Uther, nouveau héros des Bretons, hérite de la place de son défunt frère. Pour unir la Bretagne, il n’a plus qu’à épouser Ygrane, selon les plans de la reine celte et de Merlinus. C’est d’autant plus facile qu’à leur première rencontre, l’amour entre eux deux est immédiat. En plus de leur peuple, il convient alors d’unir leurs fois. Uther découvre les Sid lorsque les sorcières de Morgeu enlèvent Ygrane, le jour de leur mariage. Et la reine celte, captive de sa fille, est visitée par la Vierge Marie.
Il ne manque au royaume que la paix, qui ne s’obtient que par la guerre, et un héritier, fort et sage, pour ensuite le conserver.
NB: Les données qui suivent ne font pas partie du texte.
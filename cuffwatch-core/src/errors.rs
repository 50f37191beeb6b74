//! Error Types for Sensor Faults and Aborted Measurements
//!
//! ## Design Philosophy
//!
//! Overloading negative numbers onto the pressure range (`-1` busy, `-2`
//! unpowered, ...) makes a reading of `-1.0 mmHg` indistinguishable from a
//! busy sensor. Here every failure is a tagged variant:
//!
//! 1. **No Sentinels**: a pressure is an `f32` inside `Ok`, a fault is never a number.
//! 2. **No Heap Allocation**: messages are `&'static str`.
//! 3. **Copy Semantics**: errors are `Copy` whenever the bus error is.
//!
//! ## Error Categories
//!
//! ### Sensor Faults
//! - `SensorFault`: decoded from the transducer's status byte
//!
//! ### Transport
//! - `Error::Bus`: the I²C driver itself failed
//! - `Error::Gpio`: trigger or indicator pin access failed
//!
//! ### Estimation Preconditions
//! - `Error::NoSamples`: the cuff was already below the stop threshold
//! - `Error::ClockStalled`: samples were taken but no time elapsed
//!
//! Deflation that is too fast or too slow is *not* an error. It is a valid
//! classification of a completed measurement, see [`crate::DeflationRate`].
//!
//! ## Handling Strategy
//!
//! ```rust
//! use cuffwatch_core::{Error, SensorFault};
//!
//! fn report(error: Error<()>) -> &'static str {
//!     match error {
//!         Error::Sensor(SensorFault::Busy) => "retry the session",
//!         Error::Sensor(_) => "check the transducer",
//!         Error::NoSamples => "inflate above the stop threshold first",
//!         _ => error.diagnostic(),
//!     }
//! }
//! ```

use core::fmt;

use thiserror_no_std::Error as ThisError;

/// Result type for sensor, monitor and session operations
pub type CuffResult<T, E> = Result<T, Error<E>>;

/// Faults reported by the transducer's status byte
#[derive(ThisError, Debug, Clone, Copy, PartialEq, Eq, Hash)]
#[cfg_attr(feature = "serde", derive(serde::Serialize, serde::Deserialize))]
pub enum SensorFault {
    /// A conversion is still running
    #[error("Pressure sensor is busy")]
    Busy,

    /// The power indication bit is clear
    #[error("Pressure sensor is not powered")]
    NotPowered,

    /// Calibration memory failed its integrity check
    #[error("Pressure sensor has bad memory")]
    MemoryError,

    /// Internal math saturated during compensation
    #[error("Pressure sensor has math saturation")]
    MathSaturation,
}

/// Everything that can stop a measurement
///
/// Generic over the I²C driver's error type, like most `embedded-hal` drivers.
#[derive(Debug, Clone, Copy, PartialEq, Eq)]
pub enum Error<E> {
    /// The I²C transaction failed
    Bus(E),

    /// The transducer reported a fault
    Sensor(SensorFault),

    /// Deflation started below the stop threshold, so no slope exists
    NoSamples,

    /// Samples were collected but the clock never advanced
    ClockStalled,

    /// Reading the trigger or driving the indicator failed
    Gpio,
}

impl<E> Error<E> {
    /// The sensor fault behind this error, if any
    pub fn sensor_fault(&self) -> Option<SensorFault> {
        match self {
            Error::Sensor(fault) => Some(*fault),
            _ => None,
        }
    }

    /// Short operator-facing text
    pub fn diagnostic(&self) -> &'static str {
        match self {
            Error::Bus(_) => "Pressure Sensor Not Responding",
            Error::Sensor(SensorFault::Busy) => "Pressure Sensor is Busy",
            Error::Sensor(SensorFault::NotPowered) => "Pressure Sensor is Not Powered",
            Error::Sensor(SensorFault::MemoryError) => "Pressure Sensor has Bad Memory",
            Error::Sensor(SensorFault::MathSaturation) => "Pressure Sensor has Math Saturation",
            Error::NoSamples => "Cuff Pressure Already Below Deflation Cutoff",
            Error::ClockStalled => "Sample Clock Did Not Advance",
            Error::Gpio => "Button or Indicator Failure",
        }
    }

    /// Swap the bus error type, keeping every other variant
    pub fn map_bus<F>(self, f: impl FnOnce(E) -> F) -> Error<F> {
        match self {
            Error::Bus(e) => Error::Bus(f(e)),
            Error::Sensor(fault) => Error::Sensor(fault),
            Error::NoSamples => Error::NoSamples,
            Error::ClockStalled => Error::ClockStalled,
            Error::Gpio => Error::Gpio,
        }
    }
}

impl<E> From<SensorFault> for Error<E> {
    fn from(fault: SensorFault) -> Self {
        Error::Sensor(fault)
    }
}

impl<E> fmt::Display for Error<E> {
    fn fmt(&self, f: &mut fmt::Formatter<'_>) -> fmt::Result {
        match self {
            Error::Bus(_) => f.write_str("I2C transaction with the pressure sensor failed"),
            Error::Sensor(fault) => write!(f, "{}", fault),
            Error::NoSamples => f.write_str("No deflation samples above the stop threshold"),
            Error::ClockStalled => f.write_str("Clock did not advance while sampling"),
            Error::Gpio => f.write_str("GPIO access failed"),
        }
    }
}

#[cfg(feature = "std")]
impl<E: fmt::Debug> std::error::Error for Error<E> {}

#[cfg(feature = "defmt")]
impl defmt::Format for SensorFault {
    fn format(&self, fmt: defmt::Formatter) {
        match self {
            Self::Busy => defmt::write!(fmt, "Sensor busy"),
            Self::NotPowered => defmt::write!(fmt, "Sensor not powered"),
            Self::MemoryError => defmt::write!(fmt, "Sensor memory error"),
            Self::MathSaturation => defmt::write!(fmt, "Sensor math saturation"),
        }
    }
}

#[cfg(feature = "defmt")]
impl<E> defmt::Format for Error<E> {
    fn format(&self, fmt: defmt::Formatter) {
        match self {
            Self::Bus(_) => defmt::write!(fmt, "I2C error"),
            Self::Sensor(fault) => defmt::write!(fmt, "{}", fault),
            Self::NoSamples => defmt::write!(fmt, "No deflation samples"),
            Self::ClockStalled => defmt::write!(fmt, "Clock stalled"),
            Self::Gpio => defmt::write!(fmt, "GPIO error"),
        }
    }
}

#[cfg(test)]
mod tests {
    use super::*;

    #[test]
    fn sensor_fault_converts() {
        let error: Error<()> = SensorFault::MemoryError.into();
        assert_eq!(error, Error::Sensor(SensorFault::MemoryError));
        assert_eq!(error.sensor_fault(), Some(SensorFault::MemoryError));
        assert_eq!(Error::<()>::NoSamples.sensor_fault(), None);
    }

    #[test]
    fn every_fault_has_its_own_diagnostic() {
        let faults = [
            SensorFault::Busy,
            SensorFault::NotPowered,
            SensorFault::MemoryError,
            SensorFault::MathSaturation,
        ];

        for (i, a) in faults.iter().enumerate() {
            for b in &faults[i + 1..] {
                assert_ne!(
                    Error::<()>::Sensor(*a).diagnostic(),
                    Error::<()>::Sensor(*b).diagnostic()
                );
            }
        }
    }

    #[test]
    fn map_bus_keeps_other_variants() {
        let bus: Error<u8> = Error::Bus(7);
        assert_eq!(bus.map_bus(u16::from), Error::Bus(7u16));

        let fault: Error<u8> = Error::Sensor(SensorFault::Busy);
        assert_eq!(fault.map_bus(u16::from), Error::Sensor(SensorFault::Busy));
    }

    #[test]
    fn display_uses_fault_text() {
        let error: Error<()> = Error::Sensor(SensorFault::Busy);
        assert_eq!(std::format!("{}", error), "Pressure sensor is busy");
    }
}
Je commencerai par une remarque toute pratique : à la lecture du titre original, on notera que Calmann-Lévy a fait le choix (certainement commercial) de découper cette histoire en deux tomes, au lieu d’un seul de 500 pages dans sa version originale. Ce n’est pas grand-chose, mais c’est toujours irritant.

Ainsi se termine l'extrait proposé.